From the pre-trained language model, we can obtain two kinds of information, which can be useful to provide extra textual criteria for active learning. One is the loss of reconstructing a masked token. Give a sentence A (it is the same with B), we can obtain the cross entropy loss \(s_{a_i}\) of reconstructing of the ith word \(a_i\) by masking only \(a_i\) and predicting \(a_i\) again. It is illustrated in Figure 2. We can obtain all reconstruction losses of every token by taking turns to mask them. The other is word embeddings of tokens in the sentence \({\bf a}\) = [\({\bf e}(a_1)\), \({\bf e}(a_2),\ldots ,{\bf e}(a_{l_A}\))]. Here we use the last word embeddings layer in BERT, which are contextual representations.

Fig. 2.

4.2 Criteria for Instance Selection

In our proposed active learning, there are four criteria for instance selection, including uncertainty, noise, coverage, and diversity. Uncertainty is the standard criterion of active learning. Noise, coverage, and diversity are proposed textual criteria from the pre-trained language model to capture textual characteristics. In each criterion, we can obtain the rank of candidate instances, which is used for the final instance selection.
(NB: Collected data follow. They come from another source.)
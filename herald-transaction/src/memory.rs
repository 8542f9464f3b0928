//! In-memory stores for local development and tests.
//!
//! Writes made inside a transaction are buffered by the session (or
//! pipeline) and applied atomically on commit, so an aborted transaction
//! leaves the store exactly as it was.

use std::collections::{BTreeMap, HashMap, VecDeque};
use std::sync::Arc;
use std::sync::atomic::{AtomicUsize, Ordering};

use async_trait::async_trait;
use parking_lot::{Mutex, RwLock};
use serde_json::Value;

use crate::{DocumentClient, DocumentSession, KeyValuePipeline, Result, TransactionError};

type Collections = HashMap<String, BTreeMap<String, Value>>;

#[derive(Default)]
struct DocumentState {
    collections: RwLock<Collections>,
    sessions_started: AtomicUsize,
    sessions_ended: AtomicUsize,
    commit_faults: Mutex<VecDeque<String>>,
}

/// Document store held in memory. Clones share the same data.
#[derive(Clone, Default)]
pub struct InMemoryDocumentStore {
    state: Arc<DocumentState>,
}

impl InMemoryDocumentStore {
    pub fn new() -> Self {
        Self::default()
    }

    /// Committed document.
    pub fn get(&self, collection: &str, id: &str) -> Option<Value> {
        self.state
            .collections
            .read()
            .get(collection)
            .and_then(|docs| docs.get(id).cloned())
    }

    /// Number of committed documents in a collection.
    pub fn count(&self, collection: &str) -> usize {
        self.state
            .collections
            .read()
            .get(collection)
            .map_or(0, BTreeMap::len)
    }

    /// Write outside of any session.
    pub fn insert(&self, collection: &str, id: &str, document: Value) {
        self.state
            .collections
            .write()
            .entry(collection.to_string())
            .or_default()
            .insert(id.to_string(), document);
    }

    /// Sessions started and not yet ended.
    pub fn open_sessions(&self) -> usize {
        let started = self.state.sessions_started.load(Ordering::SeqCst);
        started - self.state.sessions_ended.load(Ordering::SeqCst)
    }

    /// Sessions ended so far.
    pub fn sessions_ended(&self) -> usize {
        self.state.sessions_ended.load(Ordering::SeqCst)
    }

    /// Make the next transaction commit fail with `message`.
    pub fn fail_next_commit(&self, message: impl Into<String>) {
        self.state.commit_faults.lock().push_back(message.into());
    }

    fn apply(&self, writes: Vec<DocumentWrite>) {
        let mut collections = self.state.collections.write();
        for write in writes {
            match write {
                DocumentWrite::Put { collection, id, document } => {
                    collections.entry(collection).or_default().insert(id, document);
                }
                DocumentWrite::Delete { collection, id } => {
                    if let Some(docs) = collections.get_mut(&collection) {
                        docs.remove(&id);
                    }
                }
                DocumentWrite::Clear { collection } => {
                    collections.remove(&collection);
                }
            }
        }
    }
}

#[async_trait]
impl DocumentClient for InMemoryDocumentStore {
    type Session = InMemoryDocumentSession;

    async fn start_session(&self) -> Result<Self::Session> {
        self.state.sessions_started.fetch_add(1, Ordering::SeqCst);
        Ok(InMemoryDocumentSession {
            store: self.clone(),
            writes: Vec::new(),
            in_transaction: false,
            ended: false,
        })
    }
}

enum DocumentWrite {
    Put { collection: String, id: String, document: Value },
    Delete { collection: String, id: String },
    Clear { collection: String },
}

/// Session on an [`InMemoryDocumentStore`].
pub struct InMemoryDocumentSession {
    store: InMemoryDocumentStore,
    writes: Vec<DocumentWrite>,
    in_transaction: bool,
    ended: bool,
}

impl InMemoryDocumentSession {
    /// Insert or replace a document.
    pub fn insert(&mut self, collection: &str, id: &str, document: Value) -> Result<()> {
        self.write(DocumentWrite::Put {
            collection: collection.to_string(),
            id: id.to_string(),
            document,
        })
    }

    /// Delete a document.
    pub fn delete(&mut self, collection: &str, id: &str) -> Result<()> {
        self.write(DocumentWrite::Delete {
            collection: collection.to_string(),
            id: id.to_string(),
        })
    }

    /// Delete every document in a collection.
    pub fn clear(&mut self, collection: &str) -> Result<()> {
        self.write(DocumentWrite::Clear {
            collection: collection.to_string(),
        })
    }

    /// Read a document, seeing this session's uncommitted writes.
    pub fn find(&self, collection: &str, id: &str) -> Option<Value> {
        let mut current = self.store.get(collection, id);
        for write in &self.writes {
            match write {
                DocumentWrite::Put {
                    collection: c,
                    id: i,
                    document,
                } if c == collection && i == id => {
                    current = Some(document.clone());
                }
                DocumentWrite::Delete { collection: c, id: i } if c == collection && i == id => {
                    current = None;
                }
                DocumentWrite::Clear { collection: c } if c == collection => current = None,
                _ => {}
            }
        }
        current
    }

    /// Writes waiting for commit.
    pub fn pending_writes(&self) -> usize {
        self.writes.len()
    }

    fn write(&mut self, write: DocumentWrite) -> Result<()> {
        if self.ended {
            return Err(TransactionError::SessionEnded);
        }
        if self.in_transaction {
            self.writes.push(write);
        } else {
            self.store.apply(vec![write]);
        }
        Ok(())
    }
}

#[async_trait]
impl DocumentSession for InMemoryDocumentSession {
    async fn start_transaction(&mut self) -> Result<()> {
        if self.ended {
            return Err(TransactionError::SessionEnded);
        }
        if self.in_transaction {
            return Err(TransactionError::store("transaction already in progress"));
        }
        self.in_transaction = true;
        Ok(())
    }

    async fn commit_transaction(&mut self) -> Result<()> {
        if !self.in_transaction {
            return Err(TransactionError::store("no transaction started"));
        }
        if let Some(message) = self.store.state.commit_faults.lock().pop_front() {
            return Err(TransactionError::Store(message));
        }
        self.store.apply(std::mem::take(&mut self.writes));
        self.in_transaction = false;
        Ok(())
    }

    async fn abort_transaction(&mut self) -> Result<()> {
        if !self.in_transaction {
            return Err(TransactionError::store("no transaction started"));
        }
        self.writes.clear();
        self.in_transaction = false;
        Ok(())
    }

    async fn end_session(&mut self) -> Result<()> {
        if self.ended {
            return Err(TransactionError::SessionEnded);
        }
        // Ending a session aborts whatever it still has open.
        self.writes.clear();
        self.in_transaction = false;
        self.ended = true;
        self.store.state.sessions_ended.fetch_add(1, Ordering::SeqCst);
        Ok(())
    }

    fn in_transaction(&self) -> bool {
        self.in_transaction
    }
}

#[derive(Default)]
struct KeyValueState {
    values: RwLock<HashMap<String, String>>,
    pipelines_opened: AtomicUsize,
    pipelines_closed: AtomicUsize,
    exec_faults: Mutex<VecDeque<String>>,
}

/// Key-value store held in memory. Clones share the same data.
#[derive(Clone, Default)]
pub struct InMemoryKeyValueStore {
    state: Arc<KeyValueState>,
}

impl InMemoryKeyValueStore {
    pub fn new() -> Self {
        Self::default()
    }

    /// Open a pipeline; commands are applied on `exec`.
    pub fn pipeline(&self) -> InMemoryPipeline {
        self.state.pipelines_opened.fetch_add(1, Ordering::SeqCst);
        InMemoryPipeline {
            store: self.clone(),
            commands: Vec::new(),
            closed: false,
        }
    }

    /// Committed value.
    pub fn get(&self, key: &str) -> Option<String> {
        self.state.values.read().get(key).cloned()
    }

    pub fn len(&self) -> usize {
        self.state.values.read().len()
    }

    pub fn is_empty(&self) -> bool {
        self.len() == 0
    }

    /// Pipelines opened and not yet quit.
    pub fn open_pipelines(&self) -> usize {
        let opened = self.state.pipelines_opened.load(Ordering::SeqCst);
        opened - self.state.pipelines_closed.load(Ordering::SeqCst)
    }

    /// Make the next `exec` fail with `message`.
    pub fn fail_next_exec(&self, message: impl Into<String>) {
        self.state.exec_faults.lock().push_back(message.into());
    }
}

enum KeyValueCommand {
    Set { key: String, value: String },
    Del { key: String },
}

/// Pipeline on an [`InMemoryKeyValueStore`].
pub struct InMemoryPipeline {
    store: InMemoryKeyValueStore,
    commands: Vec<KeyValueCommand>,
    closed: bool,
}

impl InMemoryPipeline {
    /// Queue a `SET`.
    pub fn set(&mut self, key: impl Into<String>, value: impl Into<String>) -> &mut Self {
        self.commands.push(KeyValueCommand::Set {
            key: key.into(),
            value: value.into(),
        });
        self
    }

    /// Queue a `DEL`.
    pub fn del(&mut self, key: impl Into<String>) -> &mut Self {
        self.commands.push(KeyValueCommand::Del { key: key.into() });
        self
    }

    fn ensure_open(&self) -> Result<()> {
        if self.closed {
            Err(TransactionError::SessionEnded)
        } else {
            Ok(())
        }
    }
}

#[async_trait]
impl KeyValuePipeline for InMemoryPipeline {
    fn queued(&self) -> usize {
        self.commands.len()
    }

    async fn exec(&mut self) -> Result<()> {
        self.ensure_open()?;
        if let Some(message) = self.store.state.exec_faults.lock().pop_front() {
            return Err(TransactionError::Store(message));
        }

        let mut values = self.store.state.values.write();
        for command in self.commands.drain(..) {
            match command {
                KeyValueCommand::Set { key, value } => {
                    values.insert(key, value);
                }
                KeyValueCommand::Del { key } => {
                    values.remove(&key);
                }
            }
        }
        Ok(())
    }

    async fn discard(&mut self) -> Result<()> {
        self.ensure_open()?;
        self.commands.clear();
        Ok(())
    }

    async fn quit(&mut self) -> Result<()> {
        self.ensure_open()?;
        self.closed = true;
        self.commands.clear();
        self.store.state.pipelines_closed.fetch_add(1, Ordering::SeqCst);
        Ok(())
    }
}

#[cfg(test)]
mod tests {
    use super::*;
    use serde_json::json;

    #[tokio::test]
    async fn test_session_reads_own_writes_until_abort() {
        let store = InMemoryDocumentStore::new();
        store.insert("users", "u-1", json!({"name": "Ada"}));

        let mut session = store.start_session().await.unwrap();
        session.start_transaction().await.unwrap();
        session.insert("users", "u-1", json!({"name": "Grace"})).unwrap();
        session.insert("users", "u-2", json!({"name": "Linus"})).unwrap();

        assert_eq!(session.find("users", "u-1"), Some(json!({"name": "Grace"})));
        assert_eq!(store.get("users", "u-1"), Some(json!({"name": "Ada"})));

        session.abort_transaction().await.unwrap();
        session.end_session().await.unwrap();

        assert_eq!(store.get("users", "u-1"), Some(json!({"name": "Ada"})));
        assert_eq!(store.count("users"), 1);
        assert_eq!(store.open_sessions(), 0);
    }

    #[tokio::test]
    async fn test_commit_applies_delete_and_clear() {
        let store = InMemoryDocumentStore::new();
        store.insert("users", "u-1", json!({}));
        store.insert("channels", "c-1", json!({}));

        let mut session = store.start_session().await.unwrap();
        session.start_transaction().await.unwrap();
        session.delete("users", "u-1").unwrap();
        session.clear("channels").unwrap();
        session.commit_transaction().await.unwrap();

        assert_eq!(store.count("users"), 0);
        assert_eq!(store.count("channels"), 0);
    }

    #[tokio::test]
    async fn test_session_cannot_end_twice() {
        let store = InMemoryDocumentStore::new();
        let mut session = store.start_session().await.unwrap();

        session.end_session().await.unwrap();
        assert!(matches!(session.end_session().await, Err(TransactionError::SessionEnded)));
        assert!(session.insert("users", "u-1", json!({})).is_err());
    }

    #[tokio::test]
    async fn test_pipeline_applies_on_exec() {
        let store = InMemoryKeyValueStore::new();
        let mut pipeline = store.pipeline();
        pipeline.set("user:1", "Ada").set("user:2", "Grace").del("user:2");

        assert_eq!(pipeline.queued(), 3);
        assert!(store.is_empty());

        pipeline.exec().await.unwrap();
        pipeline.quit().await.unwrap();

        assert_eq!(store.get("user:1").as_deref(), Some("Ada"));
        assert_eq!(store.get("user:2"), None);
        assert_eq!(store.open_pipelines(), 0);
    }

    #[tokio::test]
    async fn test_exec_fault_keeps_store_untouched() {
        let store = InMemoryKeyValueStore::new();
        store.fail_next_exec("connection reset");
        let mut pipeline = store.pipeline();
        pipeline.set("k", "v");

        assert!(pipeline.exec().await.is_err());
        assert!(store.is_empty());
    }
}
(1) Uncertainty: The uncertainty criterion indicates classification uncertainty of an instance and is the standard criterion in active learning. Instances with high uncertainty are more helpful to optimize the classifier and thus are worthier to be selected. The uncertainty is computed as the entropy, and we can obtain uncertainty rank \(rank_{uncertain}(x_i)\) for the ith instance in Q according to the entropy. Specifically,

\begin{equation} rank_{uncertain}(x_i)\propto -Ent(x_i), \end{equation}

(3)

where \(Ent(x_i)\) is defined in Equation (2).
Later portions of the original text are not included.